_Task directions:_
Repeat all of the data exactly. Leave nothing out.

_Stored records:_
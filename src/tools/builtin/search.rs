// SPDX-License-Identifier: AGPL-3.0-or-later
// Copyright (C) 2025 Blackman Artificial Intelligence Technologies Inc.

//! Code search tool
//!
//! Case-insensitive substring search over every text file in the project.

use async_trait::async_trait;
use serde::Serialize;
use serde_json::{json, Value};

use crate::error::{KilnError, Result};
use crate::llm::provider::ToolDefinition;
use crate::tools::project::{EntryKind, ProjectTree};
use crate::tools::{required_str, SchemaBuilder, Tool, ToolContext};

#[derive(Debug, Clone, PartialEq, Eq, Serialize)]
pub struct LineMatch {
    pub line_number: usize,
    pub line_content: String,
}

#[derive(Debug, Clone, PartialEq, Eq, Serialize)]
pub struct FileMatches {
    pub file: String,
    pub matches: Vec<LineMatch>,
}

/// Search every readable file; files are visited in path order
pub async fn search_tree(tree: &dyn ProjectTree, term: &str) -> Result<Vec<FileMatches>> {
    let needle = term.to_lowercase();
    let mut results = Vec::new();

    for entry in tree.list().await? {
        if entry.kind != EntryKind::File {
            continue;
        }
        let content = match tree.read_to_string(&entry.path).await {
            Ok(content) => content,
            Err(e) => {
                tracing::warn!(target: "kiln.tools", path = %entry.path, error = %e, "could not search file");
                continue;
            }
        };

        let matches: Vec<LineMatch> = content
            .split('\n')
            .enumerate()
            .filter(|(_, line)| line.to_lowercase().contains(&needle))
            .map(|(i, line)| LineMatch {
                line_number: i + 1,
                line_content: line.trim().to_string(),
            })
            .collect();

        if !matches.is_empty() {
            results.push(FileMatches {
                file: entry.path,
                matches,
            });
        }
    }
    Ok(results)
}

pub struct SearchCodeTool;

#[async_trait]
impl Tool for SearchCodeTool {
    fn name(&self) -> &str {
        "search_code"
    }

    fn definition(&self) -> ToolDefinition {
        ToolDefinition {
            name: "search_code".to_string(),
            description: "Searches for a specific string in all files in the project (like grep).".to_string(),
            input_schema: SchemaBuilder::new()
                .string("search_term", "Text to search for (case-insensitive)", true)
                .build(),
        }
    }

    fn requires_project(&self) -> bool {
        true
    }

    async fn execute(&self, input: Value, context: &ToolContext) -> Result<Value> {
        let term = required_str(&input, "search_term")?;
        if term.is_empty() {
            return Err(KilnError::InvalidInput("'search_term' must not be empty".to_string()));
        }
        let results = search_tree(&*context.project()?, term).await?;
        Ok(json!({ "results": results }))
    }
}

#[cfg(test)]
mod tests {
    use super::*;
    use crate::tools::builtin::test_support::bound_context;

    #[tokio::test]
    async fn test_search_finds_single_match() {
        let (temp_dir, ctx) = bound_context();
        std::fs::write(temp_dir.path().join("x.txt"), "a foo b").unwrap();
        std::fs::write(temp_dir.path().join("y.txt"), "bar").unwrap();

        let out = SearchCodeTool
            .execute(json!({"search_term": "foo"}), &ctx)
            .await
            .unwrap();
        assert_eq!(
            out,
            json!({"results": [
                {"file": "x.txt", "matches": [{"line_number": 1, "line_content": "a foo b"}]}
            ]})
        );
    }

    #[tokio::test]
    async fn test_search_is_case_insensitive_and_trims() {
        let (temp_dir, ctx) = bound_context();
        std::fs::create_dir_all(temp_dir.path().join("src")).unwrap();
        std::fs::write(
            temp_dir.path().join("src/app.js"),
            "line one\n    const Needle = 1;\nnothing\nNEEDLE again\n",
        )
        .unwrap();

        let out = SearchCodeTool
            .execute(json!({"search_term": "needle"}), &ctx)
            .await
            .unwrap();
        let matches = &out["results"][0]["matches"];
        assert_eq!(out["results"][0]["file"], "src/app.js");
        assert_eq!(matches[0]["line_number"], 2);
        assert_eq!(matches[0]["line_content"], "const Needle = 1;");
        assert_eq!(matches[1]["line_number"], 4);
    }

    #[tokio::test]
    async fn test_search_skips_binary_files() {
        let (temp_dir, ctx) = bound_context();
        std::fs::write(temp_dir.path().join("blob.bin"), [0xffu8, 0xfe, b'f', b'o', b'o']).unwrap();
        std::fs::write(temp_dir.path().join("text.txt"), "foo").unwrap();

        let out = SearchCodeTool
            .execute(json!({"search_term": "foo"}), &ctx)
            .await
            .unwrap();
        let results = out["results"].as_array().unwrap();
        assert_eq!(results.len(), 1);
        assert_eq!(results[0]["file"], "text.txt");
    }

    #[tokio::test]
    async fn test_search_rejects_empty_term() {
        let (_temp_dir, ctx) = bound_context();
        assert!(SearchCodeTool
            .execute(json!({"search_term": ""}), &ctx)
            .await
            .is_err());
    }
}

_Exercise output:_
filename src/tools/builtin/search.rs
// SPDX-License-Identifier: AGPL-3.0-or-later
// Copyright (C) 2025 Blackman Artificial Intelligence Technologies Inc.

//! Code search tool
//!
//! Case-insensitive substring search over every text file in the project.

use async_trait::async_trait;
use serde::Serialize;
use serde_json::{json, Value};

use crate::error::{KilnError, Result};
use crate::llm::provider::ToolDefinition;
use crate::tools::project::{EntryKind, ProjectTree};
use crate::tools::{required_str, SchemaBuilder, Tool, ToolContext};

#[derive(Debug, Clone, PartialEq, Eq, Serialize)]
pub struct LineMatch {
    pub line_number: usize,
    pub line_content: String,
}

#[derive(Debug, Clone, PartialEq, Eq, Serialize)]
pub struct FileMatches {
    pub file: String,
    pub matches: Vec<LineMatch>,
}

/// Search every readable file; files are visited in path order
pub async fn search_tree(tree: &dyn ProjectTree, term: &str) -> Result<Vec<FileMatches>> {
    let needle = term.to_lowercase();
    let mut results = Vec::new();

    for entry in tree.list().await? {
        if entry.kind != EntryKind::File {
            continue;
        }
        let content = match tree.read_to_string(&entry.path).await {
            Ok(content) => content,
            Err(e) => {
                tracing::warn!(target: "kiln.tools", path = %entry.path, error = %e, "could not search file");
                continue;
            }
        };

        let matches: Vec<LineMatch> = content
            .split('\n')
            .enumerate()
            .filter(|(_, line)| line.to_lowercase().contains(&needle))
            .map(|(i, line)| LineMatch {
                line_number: i + 1,
                line_content: line.trim().to_string(),
            })
            .collect();

        if !matches.is_empty() {
            results.push(FileMatches {
                file: entry.path,
                matches,
            });
        }
    }
    Ok(results)
}

pub struct SearchCodeTool;

#[async_trait]
impl Tool for SearchCodeTool {
    fn name(&self) -> &str {
        "search_code"
    }

    fn definition(&self) -> ToolDefinition {
        ToolDefinition {
            name: "search_code".to_string(),
            description: "Searches for a specific string in all files in the project (like grep).".to_string(),
            input_schema: SchemaBuilder::new()
                .string("search_term", "Text to search for (case-insensitive)", true)
                .build(),
        }
    }

    fn requires_project(&self) -> bool {
        true
    }

    async fn execute(&self, input: Value, context: &ToolContext) -> Result<Value> {
        let term = required_str(&input, "search_term")?;
        if term.is_empty() {
            return Err(KilnError::InvalidInput("'search_term' must not be empty".to_string()));
        }
        let results = search_tree(&*context.project()?, term).await?;
        Ok(json!({ "results": results }))
    }
}

#[cfg(test)]
mod tests {
    use super::*;
    use crate::tools::builtin::test_support::bound_context;

    #[tokio::test]
    async fn test_search_finds_single_match() {
        let (temp_dir, ctx) = bound_context();
        std::fs::write(temp_dir.path().join("x.txt"), "a foo b").unwrap();
        std::fs::write(temp_dir.path().join("y.txt"), "bar").unwrap();

        let out = SearchCodeTool
            .execute(json!({"search_term": "foo"}), &ctx)
            .await
            .unwrap();
        assert_eq!(
            out,
            json!({"results": [
                {"file": "x.txt", "matches": [{"line_number": 1, "line_content": "a foo b"}]}
            ]})
        );
    }

    #[tokio::test]
    async fn test_search_is_case_insensitive_and_trims() {
        let (temp_dir, ctx) = bound_context();
        std::fs::create_dir_all(temp_dir.path().join("src")).unwrap();
        std::fs::write(
            temp_dir.path().join("src/app.js"),
            "line one\n    const Needle = 1;\nnothing\nNEEDLE again\n",
        )
        .unwrap();

        let out = SearchCodeTool
            .execute(json!({"search_term": "needle"}), &ctx)
            .await
            .unwrap();
        let matches = &out["results"][0]["matches"];
        assert_eq!(out["results"][0]["file"], "src/app.js");
        assert_eq!(matches[0]["line_number"], 2);
        assert_eq!(matches[0]["line_content"], "const Needle = 1;");
        assert_eq!(matches[1]["line_number"], 4);
    }

    #[tokio::test]
    async fn test_search_skips_binary_files() {
        let (temp_dir, ctx) = bound_context();
        std::fs::write(temp_dir.path().join("blob.bin"), [0xffu8, 0xfe, b'f', b'o', b'o']).unwrap();
        std::fs::write(temp_dir.path().join("text.txt"), "foo").unwrap();

        let out = SearchCodeTool
            .execute(json!({"search_term": "foo"}), &ctx)
            .await
            .unwrap();
        let results = out["results"].as_array().unwrap();
        assert_eq!(results.len(), 1);
        assert_eq!(results[0]["file"], "text.txt");
    }

    #[tokio::test]
    async fn test_search_rejects_empty_term() {
        let (_temp_dir, ctx) = bound_context();
        assert!(SearchCodeTool
            .execute(json!({"search_term": ""}), &ctx)
            .await
            .is_err());
    }
}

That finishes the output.